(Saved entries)

────────

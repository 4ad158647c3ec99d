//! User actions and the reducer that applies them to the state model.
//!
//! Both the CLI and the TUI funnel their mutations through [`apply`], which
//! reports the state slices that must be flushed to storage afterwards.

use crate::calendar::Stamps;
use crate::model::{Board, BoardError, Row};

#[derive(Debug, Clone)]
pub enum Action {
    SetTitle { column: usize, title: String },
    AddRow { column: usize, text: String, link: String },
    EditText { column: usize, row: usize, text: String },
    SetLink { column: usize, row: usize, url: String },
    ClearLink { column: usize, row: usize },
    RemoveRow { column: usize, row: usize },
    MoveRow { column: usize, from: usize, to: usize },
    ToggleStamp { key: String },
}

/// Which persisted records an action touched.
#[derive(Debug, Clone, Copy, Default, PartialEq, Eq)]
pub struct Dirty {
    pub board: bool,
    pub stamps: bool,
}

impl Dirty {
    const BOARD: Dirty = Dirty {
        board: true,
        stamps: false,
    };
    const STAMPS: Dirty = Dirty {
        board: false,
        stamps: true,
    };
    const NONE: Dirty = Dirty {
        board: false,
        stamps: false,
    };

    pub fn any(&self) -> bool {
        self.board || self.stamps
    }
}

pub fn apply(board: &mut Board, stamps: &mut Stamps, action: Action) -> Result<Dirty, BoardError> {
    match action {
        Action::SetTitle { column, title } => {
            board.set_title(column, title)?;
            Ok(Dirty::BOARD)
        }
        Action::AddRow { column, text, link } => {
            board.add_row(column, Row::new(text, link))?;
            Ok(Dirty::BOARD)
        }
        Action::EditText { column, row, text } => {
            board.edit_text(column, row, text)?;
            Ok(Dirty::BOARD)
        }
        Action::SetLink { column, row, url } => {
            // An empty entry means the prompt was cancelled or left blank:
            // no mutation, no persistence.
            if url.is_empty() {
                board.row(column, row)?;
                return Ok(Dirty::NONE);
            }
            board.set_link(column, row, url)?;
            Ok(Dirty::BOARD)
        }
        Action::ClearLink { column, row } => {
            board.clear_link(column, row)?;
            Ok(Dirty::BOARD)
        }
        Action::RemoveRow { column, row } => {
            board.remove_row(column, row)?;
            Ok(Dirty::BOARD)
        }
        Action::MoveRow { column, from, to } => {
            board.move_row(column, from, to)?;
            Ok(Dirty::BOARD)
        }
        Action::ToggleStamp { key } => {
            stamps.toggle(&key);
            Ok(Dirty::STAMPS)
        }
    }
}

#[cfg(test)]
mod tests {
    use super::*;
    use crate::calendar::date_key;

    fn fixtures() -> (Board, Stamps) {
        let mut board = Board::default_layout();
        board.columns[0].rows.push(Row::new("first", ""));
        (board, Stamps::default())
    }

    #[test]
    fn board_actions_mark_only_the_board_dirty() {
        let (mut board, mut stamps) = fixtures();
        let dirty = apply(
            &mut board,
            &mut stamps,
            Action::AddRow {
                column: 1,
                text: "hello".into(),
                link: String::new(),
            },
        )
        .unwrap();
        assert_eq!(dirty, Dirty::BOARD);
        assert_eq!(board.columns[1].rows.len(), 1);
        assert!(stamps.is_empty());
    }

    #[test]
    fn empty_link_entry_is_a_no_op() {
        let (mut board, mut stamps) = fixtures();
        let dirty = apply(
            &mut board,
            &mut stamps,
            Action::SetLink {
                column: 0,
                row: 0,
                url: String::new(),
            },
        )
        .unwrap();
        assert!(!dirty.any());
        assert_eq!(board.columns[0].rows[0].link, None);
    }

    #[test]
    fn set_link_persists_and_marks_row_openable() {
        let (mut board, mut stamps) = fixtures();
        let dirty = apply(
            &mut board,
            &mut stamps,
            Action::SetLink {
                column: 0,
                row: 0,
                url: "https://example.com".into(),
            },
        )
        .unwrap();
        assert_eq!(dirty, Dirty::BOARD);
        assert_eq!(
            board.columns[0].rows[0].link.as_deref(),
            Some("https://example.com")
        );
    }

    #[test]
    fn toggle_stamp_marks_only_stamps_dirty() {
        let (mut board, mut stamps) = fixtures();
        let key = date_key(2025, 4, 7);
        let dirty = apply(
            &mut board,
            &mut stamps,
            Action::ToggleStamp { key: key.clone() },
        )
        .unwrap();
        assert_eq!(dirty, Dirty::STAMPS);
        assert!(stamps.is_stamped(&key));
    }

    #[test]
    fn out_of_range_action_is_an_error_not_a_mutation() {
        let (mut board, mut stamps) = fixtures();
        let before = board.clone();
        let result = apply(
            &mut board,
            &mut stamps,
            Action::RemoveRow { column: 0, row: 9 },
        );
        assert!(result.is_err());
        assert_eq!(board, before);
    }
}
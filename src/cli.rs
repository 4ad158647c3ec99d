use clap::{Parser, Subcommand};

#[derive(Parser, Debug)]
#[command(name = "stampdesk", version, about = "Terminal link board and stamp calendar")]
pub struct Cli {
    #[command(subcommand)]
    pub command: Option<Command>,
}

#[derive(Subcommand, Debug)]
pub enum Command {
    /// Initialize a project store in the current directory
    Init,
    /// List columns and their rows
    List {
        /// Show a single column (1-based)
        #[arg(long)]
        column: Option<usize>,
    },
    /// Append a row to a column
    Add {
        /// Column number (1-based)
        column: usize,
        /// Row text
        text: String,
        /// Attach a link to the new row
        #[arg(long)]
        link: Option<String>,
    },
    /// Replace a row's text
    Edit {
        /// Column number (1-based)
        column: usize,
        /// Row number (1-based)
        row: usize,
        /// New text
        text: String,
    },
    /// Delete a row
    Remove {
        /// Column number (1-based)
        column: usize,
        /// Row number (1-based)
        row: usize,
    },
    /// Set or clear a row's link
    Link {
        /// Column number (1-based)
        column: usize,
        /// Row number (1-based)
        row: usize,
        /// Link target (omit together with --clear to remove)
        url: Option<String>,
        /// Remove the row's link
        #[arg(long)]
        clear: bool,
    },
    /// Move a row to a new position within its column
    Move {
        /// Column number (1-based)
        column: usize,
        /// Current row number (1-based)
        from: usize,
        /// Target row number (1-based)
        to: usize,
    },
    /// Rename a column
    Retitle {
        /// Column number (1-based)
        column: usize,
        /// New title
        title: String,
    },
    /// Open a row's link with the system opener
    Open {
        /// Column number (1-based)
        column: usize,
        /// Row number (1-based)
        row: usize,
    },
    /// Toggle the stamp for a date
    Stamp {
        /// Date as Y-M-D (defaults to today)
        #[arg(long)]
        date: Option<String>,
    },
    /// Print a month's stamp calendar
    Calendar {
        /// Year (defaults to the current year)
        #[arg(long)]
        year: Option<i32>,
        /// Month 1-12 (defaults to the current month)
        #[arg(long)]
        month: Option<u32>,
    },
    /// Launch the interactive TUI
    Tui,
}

────────

Required work =
The answer should consist of all lines from the records above that hold the word "Option".

Your solution =
    pub command: Option<Command>,
        column: Option<usize>,
        link: Option<String>,
        url: Option<String>,
        date: Option<String>,
        year: Option<i32>,
        month: Option<u32>,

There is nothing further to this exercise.